Support for local Sikhs comes in many forms, from many places
Kansas City Sikhs bring money, goodwill for victims
Oak Creek - Poster boards cover the walls of the Sikh Temple of Wisconsin. Messages such as "May the love and support of all peace-loving people sustain you in your time of dreadful trials" and "We hope you guys are happy and live a good life" fill these boards.
To the Kansas City, Kan., Sikh community, however, sending a note was not enough. When Kansas City residents heard that six people were killed Aug. 5 when Wade Michael Page opened fired in the Oak Creek temple, they began raising money - $12,000 to be exact.
Three leaders of the Kansas City Sikh Gurudwara presented the check in person Sunday.

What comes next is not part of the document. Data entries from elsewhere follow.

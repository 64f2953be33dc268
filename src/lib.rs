//! Conscript - a console script compiler and bytecode interpreter
//!
//! Scripts are compiled to compact word-code, optionally cached on disk as
//! DSO files, and run by a stack interpreter that a telnet debugger can
//! attach to.

pub mod compiler;
pub mod config;
pub mod debugger;
pub mod error;
pub mod vm;

// Re-export commonly used types
pub use config::{DebuggerConfig, RuntimeConfig};
pub use error::{CompileError, ConsoleError, DsoError, ExecError, SyntaxError};
pub use vm::{CodeBlock, ConsoleHandle, VM, Value};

Amardeep Kaleka - whose father, Satwant Kaleka, who was shot and killed at the temple - was among those who received them.
"It's amazing to think that they're driving all that far to be with us, and our love goes out to them," he said. "They have a lot of extended family here so it feels like the American Sikhs are coming closer as one family. It's a great show of respect and honor, and we thank them."
Three members of the Kansas City Sikh Gurudwara left Saturday to make the eight-hour drive. They left for Kansas City the following day, after presenting a poster board of support and the check.
Most of the money - $10,000 - will go to the victims and their families, $1,000 will go to the Sikh Temple and $1,000 will go to the Lt. Brian Murphy Fund.
Murphy is an Oak Creek police officer, and was shot multiple times while responding to the Sikh temple shooting.
Monetary donations and volunteer work haven't been the only source of support for the Oak Creek Sikh community. The federal government provided temporary visas to the family members of the victims.
"We are very grateful because no visa was denied," said Surinder Datg Singh Brea, a member of the temple.
Harvander Singh Tiwand of Kansas City said: "It's a shame that it happened. It was like in the Denver movie theater. The Kansas City people feel that it's not attacks on the Sikhs, it's attacks on Americans."
There is only one website established and run by the families of the victims, which can be found by going to WeAreSikhs.com. There is a donation portal and background information on Sikhism on the site, as well as pictures of the victims.
"There's a lot to add, but I think the discussion has just begun. Whether it be immigration or second-class citizenry or hate crimes or violence. Crime in America has reached epic proportions and we need to stop it," Kaleka said.